Does your identity as a Black woman play into your feeling as if you need to do everything in this space?

You’re familiar with the narrative of Black women taking on the caregiver role. My daughter and I both have shirts that say “Black girls save the world.” I think that phenomenon is hard to move away from, especially when I think about the black role models that came before who did incredible things: my mom and both my grandmothers, who were just incredible people who cared for their families and their communities and What they did could affect the spaces that they were in. I come from a family where it was very clear to me from a young age that to whom much is given, much is needed. I’ve always had this sense of responsibility, in addition to just caring deeply about people – my people – and caring deeply about liberation.

With all of that in mind, how do you care for yourself to prevent burnout?

In the past couple of years, I’ve become more intentional about self-care. I found an amazing black female therapist who helps me a great deal. I intentionally take time off to go with my family. Recently, my husband and I booked airfare and we went somewhere warm for a few days to relax and get some vitamin D, some sunshine.
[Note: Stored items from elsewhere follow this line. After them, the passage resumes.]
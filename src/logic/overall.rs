//! Overall leaderboard: final wins tallied across all 6 games.

use crate::logic::bracket::final_winner;
use crate::models::{PlayerId, Tournament};
use serde::Serialize;

/// A player's tally of game-final wins.
#[derive(Clone, Debug, Eq, PartialEq, Serialize)]
pub struct OverallEntry {
    pub player: PlayerId,
    pub wins: u32,
}

/// Tally each game's final winner into a ranked leaderboard.
///
/// Every roster player starts at zero, in roster order; each decided final
/// adds one win. The sort is a stable descending sort on wins alone, so
/// tied players keep roster order, and players with no final win are
/// dropped from the result entirely.
pub fn compute_overall_standings(tournament: &Tournament) -> Vec<OverallEntry> {
    let mut entries: Vec<OverallEntry> = tournament
        .players
        .iter()
        .map(|p| OverallEntry {
            player: p.id,
            wins: 0,
        })
        .collect();

    for game in &tournament.games {
        if let Some(winner) = final_winner(game, &tournament.unavailable) {
            if let Some(entry) = entries.iter_mut().find(|e| e.player == winner) {
                entry.wins += 1;
            }
        }
    }

    entries.sort_by(|a, b| b.wins.cmp(&a.wins));
    entries.retain(|e| e.wins > 0);
    entries
}

/// The tournament champion: head of the leaderboard, once any final has
/// been decided.
pub fn tournament_champion(tournament: &Tournament) -> Option<PlayerId> {
    compute_overall_standings(tournament)
        .first()
        .map(|e| e.player)
}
I ‘m also trying to shift my thinking. I can’t show up if I’m not taking care of myself.

I think it was [the sociologist and New York Times contributing opinion writer] Tressie McMillan Cottom who said: “These institutions do not love you or they will not love you back. They’re still there to generate knowledge and generate capital, and you have to recognize that you are someone to help make that happen. But you don’t owe them anything. ” This is the advice I need to take personally. We’re all replaceable.

What would you say to another Black woman who’s probably starting out in her career and feels like she needs to do it all?

I always want to encourage them to be clear about why they are there and what they want to do. They also have to make sure that ‘s what driving them. I always say my purpose here is to manifest racial justice so that black women and girls can live their full greatness and glory that they can achieve and have opportunities for health equity. I think you have to know that and be clear about that to be able to space in the spaces that I am in and thrive.